Don’t eat big meals as your stomach can only manage small amounts. Research shows people are often eating more than their body can handle at that time. There is a postprandial reaction, making you feel bloated and tired

The stomach gets overloaded and blood drains from the head into the stomach for the hard work of digestion. This makes people feel dreadful and light headed so they think it is food allergy when it is not. There are some people who are frightened to eat a variety of foods and this makes their problem worse because of poor nutrition.

Frequent Small Meals

Eat little and often. Graze. Eat small amounts every two hours. You can take small sips of water or have gravy with your meal, but separate the main drinking from eating. Eat then drink an hour later. It is now suggested to drink up to 2-3 litres of fluid a day as well. Don’t drink coffee, coca cola, energy drinks, or alcohol as the body finds them hard work. Drink herb drinks, water, fruit juice, weak tea.

In People with M.E. it has been found that food moves slowly through the system if you drink a lot of fluid with your meal it has been found that the food bloats up and moves more sluggishly.

True food allergies are more obvious as you may get hives and rashes etc.

With food sensitivities you often have had too much of one food (i.e. in strawberry season if you eat strawberries every day you will start finding they upset you). Eat no food too often and you will avoid sensitivities. Rotate food.

Lower Fat Intake

The liver is part of the immune system and has to work hard to break down fats. We want to rest the immune systems so watch fat intake.

Reduce Caffeine

Caffeine is hard work for the body to deal with. Watch coffee, coca-cola, chocolate, and energy drinks as they are high in caffeine.

Alcohol aggravates the liver so many people do not tolerate this.

Extra Salt

Extra salt is very important for those with normal or low blood pressure to take extra salt. This increases blood volume as research has shown that some ME/CFS sufferers have low blood volume and low blood pressure.

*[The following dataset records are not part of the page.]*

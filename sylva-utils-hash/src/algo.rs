// SPDX-FileCopyrightText: 2026 The sylva authors
// SPDX-License-Identifier: EUPL-1.2 OR MIT

use std::str::FromStr;

use derive_more::Display;
use ring::digest;
use serde::{Deserialize, Deserializer, Serialize, Serializer};
use thiserror::Error;

use super::Hash;

const SHA1_SIZE: usize = 160 / 8;
const SHA256_SIZE: usize = 256 / 8;
const SHA512_SIZE: usize = 512 / 8;

/// A digest algorithm.
#[derive(Debug, PartialEq, Eq, PartialOrd, Ord, Clone, Copy, Hash, Display, Default)]
pub enum Algorithm {
    #[display("sha1")]
    SHA1,
    #[default]
    #[display("sha256")]
    SHA256,
    #[display("sha512")]
    SHA512,
}

impl Algorithm {
    /// The largest supported algorithm, sizing the inline digest buffer.
    pub(crate) const LARGEST: Algorithm = Algorithm::SHA512;

    /// Returns the size in bytes of this digest.
    #[inline]
    pub const fn size(&self) -> usize {
        match self {
            Algorithm::SHA1 => SHA1_SIZE,
            Algorithm::SHA256 => SHA256_SIZE,
            Algorithm::SHA512 => SHA512_SIZE,
        }
    }

    #[inline]
    pub(super) fn digest_algorithm(&self) -> &'static digest::Algorithm {
        match self {
            Algorithm::SHA1 => &digest::SHA1_FOR_LEGACY_USE_ONLY,
            Algorithm::SHA256 => &digest::SHA256,
            Algorithm::SHA512 => &digest::SHA512,
        }
    }

    /// Returns the digest of `data` using this algorithm.
    ///
    /// ```
    /// # use sylva_utils_hash::Algorithm;
    /// let hash = Algorithm::SHA256.digest("abc");
    ///
    /// assert_eq!(
    ///     "1b8m03r63zqhnjf7l5wnldhh7c134ap5vpj0850ymkq1iyzicy5s",
    ///     hash.as_nix32().to_string()
    /// );
    /// ```
    pub fn digest<B: AsRef<[u8]>>(&self, data: B) -> Hash {
        Hash::new(
            *self,
            digest::digest(self.digest_algorithm(), data.as_ref()).as_ref(),
        )
    }
}

#[derive(Error, Debug, PartialEq, Eq, PartialOrd, Ord, Hash, Clone)]
#[error("unsupported digest algorithm '{0}'")]
pub struct UnknownAlgorithm(pub(super) String);

impl FromStr for Algorithm {
    type Err = UnknownAlgorithm;
    fn from_str(s: &str) -> Result<Self, Self::Err> {
        if s.eq_ignore_ascii_case("sha256") {
            Ok(Algorithm::SHA256)
        } else if s.eq_ignore_ascii_case("sha512") {
            Ok(Algorithm::SHA512)
        } else if s.eq_ignore_ascii_case("sha1") {
            Ok(Algorithm::SHA1)
        } else {
            Err(UnknownAlgorithm(s.to_owned()))
        }
    }
}

impl Serialize for Algorithm {
    fn serialize<S>(&self, serializer: S) -> Result<S::Ok, S::Error>
    where
        S: Serializer,
    {
        serializer.serialize_str(&self.to_string())
    }
}

impl<'de> Deserialize<'de> for Algorithm {
    fn deserialize<D>(deserializer: D) -> Result<Self, D::Error>
    where
        D: Deserializer<'de>,
    {
        let s = String::deserialize(deserializer)?;
        s.parse().map_err(serde::de::Error::custom)
    }
}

Take a pinch of salt in your drink or a small sprinkle on your sandwich or honey on your toast.

Psychological Impact

Professional help maybe needed to cope with the psychological impact of a serious illness. Dealing with financial, relationship, educational, and work-related issues is also important, and those caring for a person with ME/CFS should not be neglected. The diagnosis maybe made in even very young children, who face extra difficulties such as coping with school and maintaining social contacts.

Those with this illness need to live from day to day as plans are often thwarted. Support is needed and recognition from those around them such as family and friends, health professionals, government agencies, employers etc.

There are a number of Social Welfare benefits, educational options, and support systems available through the appropriate agencies. Contact with others with the illness through local support groups may provide understanding and companionship.

Personal Health Services Assistance for M.E. Patients

Some GPs may not be aware that M.E./CFS patients are eligible for domestic assistance, personal care, child care and care support through Health funding. Recent Ministry of Health clarification is as follows:

ME/CFS is considered a long term chronic illness. Other long-term chronic illnesses are cancer, emphysema, respiratory disease, and diabetes which are also 'disabling' long-term but are not considered disabilities by the MoH to come under them for care. These conditions are funded by District Health Boards. However, obviously the main issue is not what funding stream should be funding a service but what services are available. Carers should still be able to access carer support from their GP.

At Present in NZ there is the Interim Funding Pool that you can access for personal care and home help. This is accessed through the District Health Boards since October 2011. . The Criteria for this is that you need 7 days personal Care plus home help for at least six months a year. This gives those worse affected by ME/CFS help to manage their illness.